▶ **WHAT TO WORK ON**: Set down all of the records word for word.

◇ ◇ ◇

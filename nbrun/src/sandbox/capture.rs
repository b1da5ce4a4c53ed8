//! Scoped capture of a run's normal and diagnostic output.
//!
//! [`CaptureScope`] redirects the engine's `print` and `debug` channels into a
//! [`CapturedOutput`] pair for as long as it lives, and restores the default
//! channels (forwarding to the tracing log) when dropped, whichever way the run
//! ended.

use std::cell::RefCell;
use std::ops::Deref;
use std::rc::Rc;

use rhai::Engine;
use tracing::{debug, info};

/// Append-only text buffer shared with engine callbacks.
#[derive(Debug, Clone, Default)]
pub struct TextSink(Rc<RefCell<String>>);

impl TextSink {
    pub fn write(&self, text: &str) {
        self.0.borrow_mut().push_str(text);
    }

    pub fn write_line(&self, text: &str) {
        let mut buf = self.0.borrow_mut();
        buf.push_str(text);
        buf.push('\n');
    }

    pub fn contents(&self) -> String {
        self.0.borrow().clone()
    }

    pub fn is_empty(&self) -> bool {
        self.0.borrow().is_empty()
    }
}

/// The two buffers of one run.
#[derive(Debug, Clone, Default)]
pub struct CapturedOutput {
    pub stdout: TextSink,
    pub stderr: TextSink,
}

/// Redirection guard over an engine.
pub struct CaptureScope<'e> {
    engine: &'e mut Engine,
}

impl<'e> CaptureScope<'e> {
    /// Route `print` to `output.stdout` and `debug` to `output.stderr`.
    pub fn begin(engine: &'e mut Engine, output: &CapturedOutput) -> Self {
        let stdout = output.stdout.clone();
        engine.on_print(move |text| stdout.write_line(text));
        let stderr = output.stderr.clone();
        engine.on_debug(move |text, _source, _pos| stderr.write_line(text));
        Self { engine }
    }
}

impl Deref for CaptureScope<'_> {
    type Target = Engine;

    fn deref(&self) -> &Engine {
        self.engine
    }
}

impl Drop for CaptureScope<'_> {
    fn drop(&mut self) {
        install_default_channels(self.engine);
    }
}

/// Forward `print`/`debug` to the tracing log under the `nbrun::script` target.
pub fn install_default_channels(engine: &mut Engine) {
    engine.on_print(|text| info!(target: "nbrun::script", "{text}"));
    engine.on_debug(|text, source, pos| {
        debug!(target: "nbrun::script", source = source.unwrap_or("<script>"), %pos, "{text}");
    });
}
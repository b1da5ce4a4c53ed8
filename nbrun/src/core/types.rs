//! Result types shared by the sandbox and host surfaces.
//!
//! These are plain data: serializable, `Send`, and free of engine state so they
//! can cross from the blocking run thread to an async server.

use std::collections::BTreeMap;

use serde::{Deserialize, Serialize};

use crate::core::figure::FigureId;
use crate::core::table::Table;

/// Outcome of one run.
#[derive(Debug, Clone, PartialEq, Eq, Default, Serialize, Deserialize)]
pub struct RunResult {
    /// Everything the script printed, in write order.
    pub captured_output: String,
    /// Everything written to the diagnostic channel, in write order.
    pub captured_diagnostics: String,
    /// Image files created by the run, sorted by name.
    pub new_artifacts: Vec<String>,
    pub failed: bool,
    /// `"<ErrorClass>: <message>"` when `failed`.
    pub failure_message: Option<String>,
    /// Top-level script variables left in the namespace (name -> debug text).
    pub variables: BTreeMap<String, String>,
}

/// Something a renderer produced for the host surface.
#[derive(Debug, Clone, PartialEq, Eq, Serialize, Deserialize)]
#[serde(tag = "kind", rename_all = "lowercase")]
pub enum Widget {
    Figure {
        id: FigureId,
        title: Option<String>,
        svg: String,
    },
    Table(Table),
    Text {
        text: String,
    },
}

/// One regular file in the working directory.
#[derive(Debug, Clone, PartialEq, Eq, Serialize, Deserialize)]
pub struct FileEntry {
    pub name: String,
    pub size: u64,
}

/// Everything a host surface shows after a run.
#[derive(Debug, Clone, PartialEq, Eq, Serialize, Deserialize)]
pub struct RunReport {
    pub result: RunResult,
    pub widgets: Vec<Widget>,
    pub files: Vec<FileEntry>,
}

◇ ◇ ◇

▶ **RESULT OF THIS TASK**:
filename nbrun/src/sandbox/capture.rs
repository b1da5ce4a4c53ed8
//! Scoped capture of a run's normal and diagnostic output.
//!
//! [`CaptureScope`] redirects the engine's `print` and `debug` channels into a
//! [`CapturedOutput`] pair for as long as it lives, and restores the default
//! channels (forwarding to the tracing log) when dropped, whichever way the run
//! ended.

use std::cell::RefCell;
use std::ops::Deref;
use std::rc::Rc;

use rhai::Engine;
use tracing::{debug, info};

/// Append-only text buffer shared with engine callbacks.
#[derive(Debug, Clone, Default)]
pub struct TextSink(Rc<RefCell<String>>);

impl TextSink {
    pub fn write(&self, text: &str) {
        self.0.borrow_mut().push_str(text);
    }

    pub fn write_line(&self, text: &str) {
        let mut buf = self.0.borrow_mut();
        buf.push_str(text);
        buf.push('\n');
    }

    pub fn contents(&self) -> String {
        self.0.borrow().clone()
    }

    pub fn is_empty(&self) -> bool {
        self.0.borrow().is_empty()
    }
}

/// The two buffers of one run.
#[derive(Debug, Clone, Default)]
pub struct CapturedOutput {
    pub stdout: TextSink,
    pub stderr: TextSink,
}

/// Redirection guard over an engine.
pub struct CaptureScope<'e> {
    engine: &'e mut Engine,
}

impl<'e> CaptureScope<'e> {
    /// Route `print` to `output.stdout` and `debug` to `output.stderr`.
    pub fn begin(engine: &'e mut Engine, output: &CapturedOutput) -> Self {
        let stdout = output.stdout.clone();
        engine.on_print(move |text| stdout.write_line(text));
        let stderr = output.stderr.clone();
        engine.on_debug(move |text, _source, _pos| stderr.write_line(text));
        Self { engine }
    }
}

impl Deref for CaptureScope<'_> {
    type Target = Engine;

    fn deref(&self) -> &Engine {
        self.engine
    }
}

impl Drop for CaptureScope<'_> {
    fn drop(&mut self) {
        install_default_channels(self.engine);
    }
}

/// Forward `print`/`debug` to the tracing log under the `nbrun::script` target.
pub fn install_default_channels(engine: &mut Engine) {
    engine.on_print(|text| info!(target: "nbrun::script", "{text}"));
    engine.on_debug(|text, source, pos| {
        debug!(target: "nbrun::script", source = source.unwrap_or("<script>"), %pos, "{text}");
    });
}
repository b1da5ce4a4c53ed8
filename nbrun/src/core/types.rs
//! Result types shared by the sandbox and host surfaces.
//!
//! These are plain data: serializable, `Send`, and free of engine state so they
//! can cross from the blocking run thread to an async server.

use std::collections::BTreeMap;

use serde::{Deserialize, Serialize};

use crate::core::figure::FigureId;
use crate::core::table::Table;

/// Outcome of one run.
#[derive(Debug, Clone, PartialEq, Eq, Default, Serialize, Deserialize)]
pub struct RunResult {
    /// Everything the script printed, in write order.
    pub captured_output: String,
    /// Everything written to the diagnostic channel, in write order.
    pub captured_diagnostics: String,
    /// Image files created by the run, sorted by name.
    pub new_artifacts: Vec<String>,
    pub failed: bool,
    /// `"<ErrorClass>: <message>"` when `failed`.
    pub failure_message: Option<String>,
    /// Top-level script variables left in the namespace (name -> debug text).
    pub variables: BTreeMap<String, String>,
}

/// Something a renderer produced for the host surface.
#[derive(Debug, Clone, PartialEq, Eq, Serialize, Deserialize)]
#[serde(tag = "kind", rename_all = "lowercase")]
pub enum Widget {
    Figure {
        id: FigureId,
        title: Option<String>,
        svg: String,
    },
    Table(Table),
    Text {
        text: String,
    },
}

/// One regular file in the working directory.
#[derive(Debug, Clone, PartialEq, Eq, Serialize, Deserialize)]
pub struct FileEntry {
    pub name: String,
    pub size: u64,
}

/// Everything a host surface shows after a run.
#[derive(Debug, Clone, PartialEq, Eq, Serialize, Deserialize)]
pub struct RunReport {
    pub result: RunResult,
    pub widgets: Vec<Widget>,
    pub files: Vec<FileEntry>,
}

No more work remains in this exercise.